The propulsion system on CAESAR would be NASA's Evolutionary Xenon Thruster (NEXT), a type of solar electric propulsion. It would employ three NEXT thrusters, with one used as a spare. The propellant is xenon.

== Sample return ==
The spacecraft would not land on the comet, but would momentarily contact the surface with its TAG (Touch-And-Go) robotic arm, as done by OSIRIS-REx on an asteroid, including raising the solar arrays into a Y-shaped configuration to minimize the chance of dust accumulation during contact and provide more ground clearance. The sampler mechanism on the arm would produce a burst of nitrogen gas to blow regolith particles into the sampler head located at the end of the arm. CAESAR would collect between 80–800 g of regolith from the comet. The maximum pebble size would be 4.5 cm. The system has enough compressed nitrogen gas for three samplings.

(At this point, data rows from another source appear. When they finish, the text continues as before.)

pub mod api;
pub mod components;
pub mod components_impl;
pub mod error;
pub mod projection;
pub mod types;

#[cfg(feature = "ssr")]
pub mod api_impl;
#[cfg(feature = "ssr")]
pub mod command;
#[cfg(feature = "ssr")]
pub mod config;
#[cfg(feature = "ssr")]
pub mod dispatcher;
#[cfg(feature = "ssr")]
pub mod geocoder;
#[cfg(feature = "ssr")]
pub mod map;
#[cfg(feature = "ssr")]
pub mod store;
#[cfg(feature = "ssr")]
pub mod telegram;
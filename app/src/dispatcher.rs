//! Operator commands applied to the record store.
//!
//! Each command is one transaction: it either succeeds completely (store
//! mutated, file saved, map re-rendered) or leaves memory and disk exactly as
//! they were. Operator mistakes come back as [`RiskError`] values for which
//! [`RiskError::is_operator_error`] holds; anything else is fatal for the
//! command in flight.

use crate::command::Command;
use crate::error::{Result, RiskError};
use crate::geocoder::Geocoder;
use crate::map::MapRenderer;
use crate::store::RecordStore;
use crate::types::{Coordinates, Field, FieldValue, RegionRecord};
use std::path::PathBuf;
use tracing::{error, info};

pub const WELCOME: &str = "Hello! Welcome to the Health Risk Bot.";

pub const HELP: &str = "The following commands are available:

/start -> Welcome message
/help -> This message
/add_city <city/state> -> Add a city or state with coordinates
/update <state> <parameter> <value> -> Update a specific parameter for a state
/show <state> -> Show current risk data for a particular state
/remove <city/state> -> Remove a city/state from the map
/map -> Show the current risk map";

#[derive(Debug, Clone, PartialEq, Eq)]
pub enum Reply {
    Text(String),
    Document(PathBuf),
}

impl Reply {
    pub fn text(message: impl Into<String>) -> Self {
        Self::Text(message.into())
    }
}

pub struct Dispatcher {
    store: RecordStore,
    geocoder: Geocoder,
    renderer: MapRenderer,
}

impl Dispatcher {
    pub fn new(store: RecordStore, geocoder: Geocoder, renderer: MapRenderer) -> Self {
        Self {
            store,
            geocoder,
            renderer,
        }
    }

    pub fn store(&self) -> &RecordStore {
        &self.store
    }

    /// Run one command to completion and build the operator's reply.
    ///
    /// Operator errors become text replies. Fatal errors are returned so the
    /// caller can log them and tell the operator the command was aborted.
    pub async fn handle(&mut self, command: Command) -> Result<Reply> {
        let outcome = match command {
            Command::Start => Ok(Reply::text(WELCOME)),
            Command::Help => Ok(Reply::text(HELP)),
            Command::Usage(usage) => Ok(Reply::text(usage)),
            Command::Unknown(name) => Ok(Reply::text(format!(
                "Unknown command /{name}. Use /help to see the available commands."
            ))),
            Command::Text(text) => Ok(Reply::text(format!(
                "You said: {text}. Use the commands with /"
            ))),
            Command::AddCity(name) => self.add(&name).await.map(|coords| {
                Reply::text(format!("{name} has been added with coordinates: {coords}."))
            }),
            Command::Update {
                region,
                parameter,
                value,
            } => match self.update(&region, &parameter, &value) {
                Err(RiskError::RegionNotFound(_)) => Ok(Reply::text(format!(
                    "No data for {region}. Use /add_city to add it first."
                ))),
                other => other.map(|_| {
                    Reply::text(format!("{parameter} for {region} updated to '{value}'."))
                }),
            },
            Command::Show(region) => match self.show(&region) {
                Err(RiskError::RegionNotFound(_)) => {
                    Ok(Reply::text(format!("No data available for {region}.")))
                }
                other => other.map(Reply::Text),
            },
            Command::Remove(name) => self.remove(&name).map(|_| {
                Reply::text(format!("{name} has been removed from the map and data."))
            }),
            Command::Map => self.show_map().map(Reply::Document),
        };

        match outcome {
            Err(e) if e.is_operator_error() => Ok(Reply::text(e.to_string())),
            other => other,
        }
    }

    /// Geocode and insert a new region with the default template.
    pub async fn add(&mut self, name: &str) -> Result<Coordinates> {
        if self.store.contains(name) {
            return Err(RiskError::RegionExists(name.to_string()));
        }

        let coords = self
            .geocoder
            .resolve(name)
            .await
            .ok_or_else(|| RiskError::GeocodeFailed(name.to_string()))?;

        self.store.put(name, RegionRecord::new(coords));
        if let Err(e) = self.store.save() {
            self.store.delete(name);
            return Err(e);
        }

        info!("Added region {} at {}", name, coords);
        self.refresh_map();
        Ok(coords)
    }

    /// Overwrite one field with the literal value. Values are not validated;
    /// non-numeric metrics only fail later, when charted.
    pub fn update(&mut self, name: &str, parameter: &str, value: &str) -> Result<Field> {
        let record = self
            .store
            .get_mut(name)
            .ok_or_else(|| RiskError::RegionNotFound(name.to_string()))?;

        let field = Field::lookup(parameter).ok_or_else(|| RiskError::UnknownField {
            region: name.to_string(),
            field: parameter.to_string(),
        })?;

        let previous = record.set(field, FieldValue::text(value));
        if let Err(e) = self.store.save() {
            if let Some(record) = self.store.get_mut(name) {
                record.set(field, previous);
            }
            return Err(e);
        }

        info!("Updated {} of {} to '{}'", field.key(), name, value);
        self.refresh_map();
        Ok(field)
    }

    pub fn show(&self, name: &str) -> Result<String> {
        let record = self
            .store
            .get(name)
            .ok_or_else(|| RiskError::RegionNotFound(name.to_string()))?;
        Ok(format_record(name, record))
    }

    pub fn remove(&mut self, name: &str) -> Result<RegionRecord> {
        let index = self
            .store
            .index_of(name)
            .ok_or_else(|| RiskError::RegionNotFound(name.to_string()))?;
        let record = self
            .store
            .delete(name)
            .ok_or_else(|| RiskError::RegionNotFound(name.to_string()))?;

        if let Err(e) = self.store.save() {
            self.store.restore(index, name, record);
            return Err(e);
        }

        info!("Removed region {}", name);
        self.refresh_map();
        Ok(record)
    }

    pub fn show_map(&self) -> Result<PathBuf> {
        self.renderer.current()
    }

    /// The store is already persisted at this point, so a rendering failure
    /// only leaves a stale map behind; it is logged and the command stands.
    fn refresh_map(&self) {
        if let Err(e) = self.renderer.render(self.store.records()) {
            error!("Failed to render map: {}", e);
        }
    }
}

/// Text block answering `/show`.
pub fn format_record(name: &str, record: &RegionRecord) -> String {
    let mut out = format!("{name} Risk Data:");
    for (field, value) in record.fields() {
        out.push('\n');
        out.push_str(&format!("{}: {}", field.label(), value));
    }
    out
}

The system would separate the volatiles from the solid substances into separate containers and preserve the samples cold for the return trip. The spacecraft would head back to Earth and drop off the sample in a capsule, which would re-enter Earth's atmosphere and parachute down to the surface in 2038. The sample-return capsule (SRC) would be provided by JAXA and its design is based upon the SRC flown on the Hayabusa and Hayabusa2 spacecraft. The capsule would parachute down at the Utah Test and Training Range (UTTR), and it would be transported to NASA's Johnson Space Center for curation and analyses at the laboratory called Astromaterials Research and Exploration Science Directorate (ARES). A small portion of the sample will also be curated at Japan's Extraterrestrial Sample Curation Center. Most of the sample (≥75% of the total) would be preserved for analysis by future generations of scientists.